▽
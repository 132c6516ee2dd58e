//! Route assembly and trip-day derivation.
//!
//! A request is submitted as one main route plus zero or more additional
//! routes; partial inputs (drafts) fall back to placeholder sentinels. The
//! stored day count spans from the first route's start to the last route's
//! end, ordered by `router_index`.

use chrono::{NaiveDate, NaiveTime};
use serde::{Deserialize, Serialize};

use crate::domain::route::{Route, UNSELECTED_PLACE};

const SECONDS_PER_DAY: i64 = 86_400;

/// Caller-supplied route fields; anything omitted takes a placeholder so
/// drafts can be saved half-filled.
#[derive(Clone, Debug, Default, PartialEq, Eq, Serialize, Deserialize)]
pub struct RouteInput {
    pub router_index: i64,
    pub origin_country: Option<String>,
    pub origin_city: Option<String>,
    pub destination_country: Option<String>,
    pub destination_city: Option<String>,
    pub beginning_date: Option<NaiveDate>,
    pub beginning_time: Option<NaiveTime>,
    pub ending_date: Option<NaiveDate>,
    pub ending_time: Option<NaiveTime>,
    pub plane_needed: Option<bool>,
    pub hotel_needed: Option<bool>,
}

impl RouteInput {
    fn into_route(self) -> Route {
        let place = |value: Option<String>| value.unwrap_or_else(|| UNSELECTED_PLACE.to_string());
        Route {
            router_index: self.router_index,
            origin_country: place(self.origin_country),
            origin_city: place(self.origin_city),
            destination_country: place(self.destination_country),
            destination_city: place(self.destination_city),
            beginning_date: self.beginning_date.unwrap_or_default(),
            beginning_time: self.beginning_time.unwrap_or_default(),
            ending_date: self.ending_date.unwrap_or_default(),
            ending_time: self.ending_time.unwrap_or_default(),
            plane_needed: self.plane_needed.unwrap_or(false),
            hotel_needed: self.hotel_needed.unwrap_or(false),
        }
    }
}

/// Combines the main route with the additional ones, fills placeholders, and
/// orders the result by `router_index` ascending. Indexes come from the
/// caller and are not necessarily contiguous.
pub fn assemble_routes(main: RouteInput, additional: Vec<RouteInput>) -> Vec<Route> {
    let mut routes: Vec<Route> = std::iter::once(main)
        .chain(additional)
        .map(RouteInput::into_route)
        .collect();
    routes.sort_by_key(|route| route.router_index);
    routes
}

/// Trip duration in whole days: ceil(last route end - first route start),
/// clamped to zero. A same-day trip with any positive duration counts as one
/// day; an empty route list yields zero. The input need not be sorted.
pub fn trip_days(routes: &[Route]) -> i64 {
    let first = routes.iter().min_by_key(|route| route.router_index);
    let last = routes.iter().max_by_key(|route| route.router_index);
    let (Some(first), Some(last)) = (first, last) else {
        return 0;
    };

    let span_seconds = (last.ends_at() - first.begins_at()).num_seconds();
    if span_seconds <= 0 {
        return 0;
    }
    // `i64::div_ceil` is unstable; span_seconds is positive here, so the
    // unsigned equivalent is exact.
    (span_seconds as u64).div_ceil(SECONDS_PER_DAY as u64) as i64
}

#[cfg(test)]
mod tests {
    use chrono::{NaiveDate, NaiveTime};

    use super::{assemble_routes, trip_days, RouteInput};
    use crate::domain::route::UNSELECTED_PLACE;

    fn date(y: i32, m: u32, d: u32) -> NaiveDate {
        NaiveDate::from_ymd_opt(y, m, d).expect("valid date")
    }

    fn time(h: u32, m: u32) -> NaiveTime {
        NaiveTime::from_hms_opt(h, m, 0).expect("valid time")
    }

    fn leg(index: i64, begin: (NaiveDate, NaiveTime), end: (NaiveDate, NaiveTime)) -> RouteInput {
        RouteInput {
            router_index: index,
            origin_country: Some("Mexico".to_string()),
            origin_city: Some("Monterrey".to_string()),
            destination_country: Some("Germany".to_string()),
            destination_city: Some("Berlin".to_string()),
            beginning_date: Some(begin.0),
            beginning_time: Some(begin.1),
            ending_date: Some(end.0),
            ending_time: Some(end.1),
            plane_needed: Some(true),
            hotel_needed: Some(false),
        }
    }

    #[test]
    fn zero_span_yields_zero_days() {
        let routes = assemble_routes(
            leg(0, (date(2024, 1, 1), time(8, 0)), (date(2024, 1, 1), time(8, 0))),
            vec![],
        );
        assert_eq!(trip_days(&routes), 0);
    }

    #[test]
    fn fractional_days_round_up() {
        // 2024-01-01 08:00 to 2024-01-03 10:00 is ~2.08 days.
        let routes = assemble_routes(
            leg(0, (date(2024, 1, 1), time(8, 0)), (date(2024, 1, 2), time(8, 0))),
            vec![leg(1, (date(2024, 1, 2), time(9, 0)), (date(2024, 1, 3), time(10, 0)))],
        );
        assert_eq!(trip_days(&routes), 3);
    }

    #[test]
    fn same_day_trip_with_positive_duration_counts_as_one_day() {
        let routes = assemble_routes(
            leg(0, (date(2024, 1, 1), time(8, 0)), (date(2024, 1, 1), time(17, 30))),
            vec![],
        );
        assert_eq!(trip_days(&routes), 1);
    }

    #[test]
    fn unsorted_input_is_ordered_before_computing_the_span() {
        // The later leg is supplied first; the span must still run from the
        // index-0 start to the index-1 end.
        let assembled = assemble_routes(
            leg(1, (date(2024, 1, 2), time(9, 0)), (date(2024, 1, 3), time(10, 0))),
            vec![leg(0, (date(2024, 1, 1), time(8, 0)), (date(2024, 1, 2), time(8, 0)))],
        );
        assert_eq!(assembled[0].router_index, 0);
        assert_eq!(assembled[1].router_index, 1);
        assert_eq!(trip_days(&assembled), 3);
    }

    #[test]
    fn negative_span_clamps_to_zero() {
        let routes = assemble_routes(
            leg(0, (date(2024, 1, 5), time(8, 0)), (date(2024, 1, 1), time(8, 0))),
            vec![],
        );
        assert_eq!(trip_days(&routes), 0);
    }

    #[test]
    fn empty_route_list_yields_zero() {
        assert_eq!(trip_days(&[]), 0);
    }

    #[test]
    fn omitted_fields_take_placeholders() {
        let routes =
            assemble_routes(RouteInput { router_index: 0, ..RouteInput::default() }, vec![]);
        let route = &routes[0];
        assert_eq!(route.origin_country, UNSELECTED_PLACE);
        assert_eq!(route.destination_city, UNSELECTED_PLACE);
        assert_eq!(route.beginning_date, NaiveDate::default());
        assert_eq!(route.beginning_time, NaiveTime::default());
        assert!(!route.plane_needed);
        assert!(!route.hotel_needed);
    }

    #[test]
    fn router_indexes_need_not_be_contiguous() {
        let assembled = assemble_routes(
            leg(10, (date(2024, 1, 2), time(9, 0)), (date(2024, 1, 3), time(10, 0))),
            vec![leg(3, (date(2024, 1, 1), time(8, 0)), (date(2024, 1, 2), time(8, 0)))],
        );
        assert_eq!(assembled[0].router_index, 3);
        assert_eq!(assembled[1].router_index, 10);
        assert_eq!(trip_days(&assembled), 3);
    }
}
△
> _WORK TASK_
All the records above must be transcribed without a single change to any word.

> _WORKED SOLUTION_
repository 132c6516ee2dd58e
//! Route assembly and trip-day derivation.
//!
//! A request is submitted as one main route plus zero or more additional
//! routes; partial inputs (drafts) fall back to placeholder sentinels. The
//! stored day count spans from the first route's start to the last route's
//! end, ordered by `router_index`.

use chrono::{NaiveDate, NaiveTime};
use serde::{Deserialize, Serialize};

use crate::domain::route::{Route, UNSELECTED_PLACE};

const SECONDS_PER_DAY: i64 = 86_400;

/// Caller-supplied route fields; anything omitted takes a placeholder so
/// drafts can be saved half-filled.
#[derive(Clone, Debug, Default, PartialEq, Eq, Serialize, Deserialize)]
pub struct RouteInput {
    pub router_index: i64,
    pub origin_country: Option<String>,
    pub origin_city: Option<String>,
    pub destination_country: Option<String>,
    pub destination_city: Option<String>,
    pub beginning_date: Option<NaiveDate>,
    pub beginning_time: Option<NaiveTime>,
    pub ending_date: Option<NaiveDate>,
    pub ending_time: Option<NaiveTime>,
    pub plane_needed: Option<bool>,
    pub hotel_needed: Option<bool>,
}

impl RouteInput {
    fn into_route(self) -> Route {
        let place = |value: Option<String>| value.unwrap_or_else(|| UNSELECTED_PLACE.to_string());
        Route {
            router_index: self.router_index,
            origin_country: place(self.origin_country),
            origin_city: place(self.origin_city),
            destination_country: place(self.destination_country),
            destination_city: place(self.destination_city),
            beginning_date: self.beginning_date.unwrap_or_default(),
            beginning_time: self.beginning_time.unwrap_or_default(),
            ending_date: self.ending_date.unwrap_or_default(),
            ending_time: self.ending_time.unwrap_or_default(),
            plane_needed: self.plane_needed.unwrap_or(false),
            hotel_needed: self.hotel_needed.unwrap_or(false),
        }
    }
}

/// Combines the main route with the additional ones, fills placeholders, and
/// orders the result by `router_index` ascending. Indexes come from the
/// caller and are not necessarily contiguous.
pub fn assemble_routes(main: RouteInput, additional: Vec<RouteInput>) -> Vec<Route> {
    let mut routes: Vec<Route> = std::iter::once(main)
        .chain(additional)
        .map(RouteInput::into_route)
        .collect();
    routes.sort_by_key(|route| route.router_index);
    routes
}

/// Trip duration in whole days: ceil(last route end - first route start),
/// clamped to zero. A same-day trip with any positive duration counts as one
/// day; an empty route list yields zero. The input need not be sorted.
pub fn trip_days(routes: &[Route]) -> i64 {
    let first = routes.iter().min_by_key(|route| route.router_index);
    let last = routes.iter().max_by_key(|route| route.router_index);
    let (Some(first), Some(last)) = (first, last) else {
        return 0;
    };

    let span_seconds = (last.ends_at() - first.begins_at()).num_seconds();
    if span_seconds <= 0 {
        return 0;
    }
    // `i64::div_ceil` is unstable; span_seconds is positive here, so the
    // unsigned equivalent is exact.
    (span_seconds as u64).div_ceil(SECONDS_PER_DAY as u64) as i64
}

#[cfg(test)]
mod tests {
    use chrono::{NaiveDate, NaiveTime};

    use super::{assemble_routes, trip_days, RouteInput};
    use crate::domain::route::UNSELECTED_PLACE;

    fn date(y: i32, m: u32, d: u32) -> NaiveDate {
        NaiveDate::from_ymd_opt(y, m, d).expect("valid date")
    }

    fn time(h: u32, m: u32) -> NaiveTime {
        NaiveTime::from_hms_opt(h, m, 0).expect("valid time")
    }

    fn leg(index: i64, begin: (NaiveDate, NaiveTime), end: (NaiveDate, NaiveTime)) -> RouteInput {
        RouteInput {
            router_index: index,
            origin_country: Some("Mexico".to_string()),
            origin_city: Some("Monterrey".to_string()),
            destination_country: Some("Germany".to_string()),
            destination_city: Some("Berlin".to_string()),
            beginning_date: Some(begin.0),
            beginning_time: Some(begin.1),
            ending_date: Some(end.0),
            ending_time: Some(end.1),
            plane_needed: Some(true),
            hotel_needed: Some(false),
        }
    }

    #[test]
    fn zero_span_yields_zero_days() {
        let routes = assemble_routes(
            leg(0, (date(2024, 1, 1), time(8, 0)), (date(2024, 1, 1), time(8, 0))),
            vec![],
        );
        assert_eq!(trip_days(&routes), 0);
    }

    #[test]
    fn fractional_days_round_up() {
        // 2024-01-01 08:00 to 2024-01-03 10:00 is ~2.08 days.
        let routes = assemble_routes(
            leg(0, (date(2024, 1, 1), time(8, 0)), (date(2024, 1, 2), time(8, 0))),
            vec![leg(1, (date(2024, 1, 2), time(9, 0)), (date(2024, 1, 3), time(10, 0)))],
        );
        assert_eq!(trip_days(&routes), 3);
    }

    #[test]
    fn same_day_trip_with_positive_duration_counts_as_one_day() {
        let routes = assemble_routes(
            leg(0, (date(2024, 1, 1), time(8, 0)), (date(2024, 1, 1), time(17, 30))),
            vec![],
        );
        assert_eq!(trip_days(&routes), 1);
    }

    #[test]
    fn unsorted_input_is_ordered_before_computing_the_span() {
        // The later leg is supplied first; the span must still run from the
        // index-0 start to the index-1 end.
        let assembled = assemble_routes(
            leg(1, (date(2024, 1, 2), time(9, 0)), (date(2024, 1, 3), time(10, 0))),
            vec![leg(0, (date(2024, 1, 1), time(8, 0)), (date(2024, 1, 2), time(8, 0)))],
        );
        assert_eq!(assembled[0].router_index, 0);
        assert_eq!(assembled[1].router_index, 1);
        assert_eq!(trip_days(&assembled), 3);
    }

    #[test]
    fn negative_span_clamps_to_zero() {
        let routes = assemble_routes(
            leg(0, (date(2024, 1, 5), time(8, 0)), (date(2024, 1, 1), time(8, 0))),
            vec![],
        );
        assert_eq!(trip_days(&routes), 0);
    }

    #[test]
    fn empty_route_list_yields_zero() {
        assert_eq!(trip_days(&[]), 0);
    }

    #[test]
    fn omitted_fields_take_placeholders() {
        let routes =
            assemble_routes(RouteInput { router_index: 0, ..RouteInput::default() }, vec![]);
        let route = &routes[0];
        assert_eq!(route.origin_country, UNSELECTED_PLACE);
        assert_eq!(route.destination_city, UNSELECTED_PLACE);
        assert_eq!(route.beginning_date, NaiveDate::default());
        assert_eq!(route.beginning_time, NaiveTime::default());
        assert!(!route.plane_needed);
        assert!(!route.hotel_needed);
    }

    #[test]
    fn router_indexes_need_not_be_contiguous() {
        let assembled = assemble_routes(
            leg(10, (date(2024, 1, 2), time(9, 0)), (date(2024, 1, 3), time(10, 0))),
            vec![leg(3, (date(2024, 1, 1), time(8, 0)), (date(2024, 1, 2), time(8, 0)))],
        );
        assert_eq!(assembled[0].router_index, 3);
        assert_eq!(assembled[1].router_index, 10);
        assert_eq!(trip_days(&assembled), 3);
    }
}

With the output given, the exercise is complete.